We must act promptly along all of these lines if Americans are to be decently housed. The alternative is to slide backward still further, adding each year to the already mountainous backlog of need. While we still hope the day will come when private builders will bring housing costs within the reach of the average wage earner, and the mortgage bankers will make loans available in the large quantities and at the liberal terms which our members require, we cannot wait for vague hopes to materialize. To meet the housing needs of today, we must have bold leadership, now.

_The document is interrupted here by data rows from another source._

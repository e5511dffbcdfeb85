// Module: Pool
// Bounded worker pool between the poller and the dispatcher. Submission is
// non-blocking: a full queue drops the delivery, which is safe because the
// upstream re-offers it after the visibility timeout.

use std::sync::Arc;

use tokio::sync::{mpsc, Mutex};
use tokio::task::JoinHandle;
use tokio_util::sync::CancellationToken;
use tracing::{debug, warn};

use crate::config::PoolConfig;
use crate::dispatch::DeliveryHandler;
use crate::metrics::{names, RecorderHandle};
use crate::protocol::Delivery;

/// Producer half handed to the poller.
#[derive(Clone)]
pub struct DeliverySink {
    tx: mpsc::Sender<Delivery>,
    recorder: RecorderHandle,
}

impl DeliverySink {
    /// Non-blocking submit. Returns false when the delivery was dropped
    /// (queue full or pool shut down); the drop is logged and counted here.
    pub fn submit(&self, delivery: Delivery) -> bool {
        match self.tx.try_send(delivery) {
            Ok(()) => true,
            Err(mpsc::error::TrySendError::Full(delivery)) => {
                warn!(
                    delivery = %delivery.id,
                    event_type = %delivery.event_type,
                    "queue_full: dropping delivery; upstream will re-offer it"
                );
                self.recorder.counter(
                    names::DELIVERIES_DROPPED,
                    &[("reason", "queue_full")],
                );
                false
            }
            Err(mpsc::error::TrySendError::Closed(delivery)) => {
                warn!(delivery = %delivery.id, "pool closed: dropping delivery");
                self.recorder
                    .counter(names::DELIVERIES_DROPPED, &[("reason", "pool_closed")]);
                false
            }
        }
    }
}

/// Fixed set of workers draining a bounded queue. `min_workers` are started;
/// `max_workers` is the configured ceiling for future scaling.
pub struct WorkerPool {
    tx: mpsc::Sender<Delivery>,
    recorder: RecorderHandle,
    handles: Vec<JoinHandle<()>>,
    /// Internal close signal; lets workers close the queue and drain even
    /// while sink clones are still held elsewhere.
    closing: CancellationToken,
}

impl WorkerPool {
    pub fn start(
        config: &PoolConfig,
        handler: Arc<dyn DeliveryHandler>,
        cancel: CancellationToken,
        recorder: RecorderHandle,
    ) -> Self {
        let (tx, rx) = mpsc::channel::<Delivery>(config.queue_size.max(1));
        let rx = Arc::new(Mutex::new(rx));
        let closing = CancellationToken::new();

        let worker_count = config.min_workers.max(1);
        let mut handles = Vec::with_capacity(worker_count);
        for worker in 0..worker_count {
            let rx = rx.clone();
            let handler = handler.clone();
            let cancel = cancel.clone();
            let closing = closing.clone();
            handles.push(tokio::spawn(async move {
                loop {
                    // Take the next delivery; the receiver lock is held only
                    // while waiting, so one worker waiting keeps the others
                    // runnable. Once the pool is closing, the queue stops
                    // accepting and the workers drain what is buffered.
                    let delivery = {
                        let mut rx = rx.lock().await;
                        if closing.is_cancelled() {
                            rx.close();
                            rx.try_recv().ok()
                        } else {
                            tokio::select! {
                                delivery = rx.recv() => delivery,
                                _ = closing.cancelled() => {
                                    rx.close();
                                    rx.try_recv().ok()
                                }
                            }
                        }
                    };
                    match delivery {
                        Some(delivery) => handler.handle(delivery, &cancel).await,
                        None => break,
                    }
                }
                debug!(worker, "worker drained and exited");
            }));
        }

        Self {
            tx,
            recorder,
            handles,
            closing,
        }
    }

    pub fn sink(&self) -> DeliverySink {
        DeliverySink {
            tx: self.tx.clone(),
            recorder: self.recorder.clone(),
        }
    }

    /// Close the queue, let the workers drain every pending delivery and
    /// finish their current execution, then return.
    pub async fn shutdown(self) {
        self.closing.cancel();
        drop(self.tx);
        for handle in self.handles {
            if let Err(err) = handle.await {
                warn!(error = %err, "worker terminated abnormally");
            }
        }
        debug!("worker pool shut down");
    }
}

#[cfg(test)]
mod tests {
    use super::*;
    use crate::metrics;
    use async_trait::async_trait;
    use serde_json::json;
    use std::sync::atomic::{AtomicUsize, Ordering};
    use std::time::Duration;
    use tokio::sync::Semaphore;

    struct CountingHandler {
        handled: AtomicUsize,
        gate: Semaphore,
    }

    impl CountingHandler {
        fn new(permits: usize) -> Self {
            Self {
                handled: AtomicUsize::new(0),
                gate: Semaphore::new(permits),
            }
        }
    }

    #[async_trait]
    impl DeliveryHandler for CountingHandler {
        async fn handle(&self, _delivery: Delivery, _cancel: &CancellationToken) {
            let permit = self.gate.acquire().await.unwrap();
            permit.forget();
            self.handled.fetch_add(1, Ordering::SeqCst);
        }
    }

    fn delivery(id: &str) -> Delivery {
        serde_json::from_value(json!({"id": id, "event_type": "alert.created"})).unwrap()
    }

    fn pool_config(queue: usize, workers: usize) -> PoolConfig {
        serde_json::from_value(json!({
            "queue_size": queue,
            "min_workers": workers,
            "max_workers": workers
        }))
        .unwrap()
    }

    #[tokio::test]
    async fn queue_overflow_drops_beyond_capacity() {
        // One worker blocked on the gate, queue of 2: out of 6 submissions
        // the worker holds one, two sit in the queue, the rest are dropped.
        let handler = Arc::new(CountingHandler::new(0));
        let pool = WorkerPool::start(
            &pool_config(2, 1),
            handler.clone(),
            CancellationToken::new(),
            metrics::noop(),
        );
        let sink = pool.sink();

        // Let the worker pick up the first delivery and block inside handle.
        assert!(sink.submit(delivery("d0")));
        tokio::time::sleep(Duration::from_millis(50)).await;

        let mut accepted = 0;
        let mut dropped = 0;
        for i in 1..6 {
            if sink.submit(delivery(&format!("d{i}"))) {
                accepted += 1;
            } else {
                dropped += 1;
            }
        }
        assert_eq!(accepted, 2, "queue capacity bounds acceptance");
        assert_eq!(dropped, 3);

        // Release the gate; everything accepted gets handled, nothing more.
        handler.gate.add_permits(100);
        pool.shutdown().await;
        assert_eq!(handler.handled.load(Ordering::SeqCst), 3);
    }

    #[tokio::test]
    async fn shutdown_drains_pending_deliveries() {
        let handler = Arc::new(CountingHandler::new(1000));
        let pool = WorkerPool::start(
            &pool_config(100, 2),
            handler.clone(),
            CancellationToken::new(),
            metrics::noop(),
        );
        let sink = pool.sink();
        for i in 0..20 {
            assert!(sink.submit(delivery(&format!("d{i}"))));
        }
        pool.shutdown().await;
        assert_eq!(handler.handled.load(Ordering::SeqCst), 20);
    }

    #[tokio::test]
    async fn submit_after_shutdown_reports_closed() {
        let handler = Arc::new(CountingHandler::new(1000));
        let pool = WorkerPool::start(
            &pool_config(10, 1),
            handler,
            CancellationToken::new(),
            metrics::noop(),
        );
        let sink = pool.sink();
        pool.shutdown().await;
        assert!(!sink.submit(delivery("late")));
    }

    #[tokio::test]
    async fn single_worker_preserves_fifo_order() {
        struct OrderHandler {
            seen: Mutex<Vec<String>>,
        }
        #[async_trait]
        impl DeliveryHandler for OrderHandler {
            async fn handle(&self, delivery: Delivery, _cancel: &CancellationToken) {
                self.seen.lock().await.push(delivery.id);
            }
        }

        let handler = Arc::new(OrderHandler {
            seen: Mutex::new(Vec::new()),
        });
        let pool = WorkerPool::start(
            &pool_config(100, 1),
            handler.clone(),
            CancellationToken::new(),
            metrics::noop(),
        );
        let sink = pool.sink();
        for i in 0..10 {
            sink.submit(delivery(&format!("d{i}")));
        }
        pool.shutdown().await;
        let seen = handler.seen.lock().await;
        let expected: Vec<String> = (0..10).map(|i| format!("d{i}")).collect();
        assert_eq!(*seen, expected);
    }
}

Walter Reuther (1907-1970) was one of the most important and impactful labor leaders in American history. He led the United Auto Workers (UAW) and the Congress of Industrial Organizations (CIO) and was a close confidant of Presidents Franklin Roosevelt, Harry Truman, John F. Kennedy and Lyndon Johnson. When Dr. Martin Luther King was jailed in Birmingham, Alabama in 1963, it was Walter Reuther who, having read King’s Letter from Birmingham City Jail, raised $160,000 for the bail needed to release all the imprisoned protesters. He was a central player in the passage of the Civil Rights Act of 1964, the Voting Rights Act of 1965, Medicare and Medicaid, and the Fair Housing Act. 

Ted Chandler is a former NHC Board Chair and ex-officio member of NHC’s Board of Governors, and managing director of regional operations for the AFL-CIO Housing Investment Trust, a $6.4 billion fund that invests union pension fund capital in the construction of rental housing built with 100% union labor.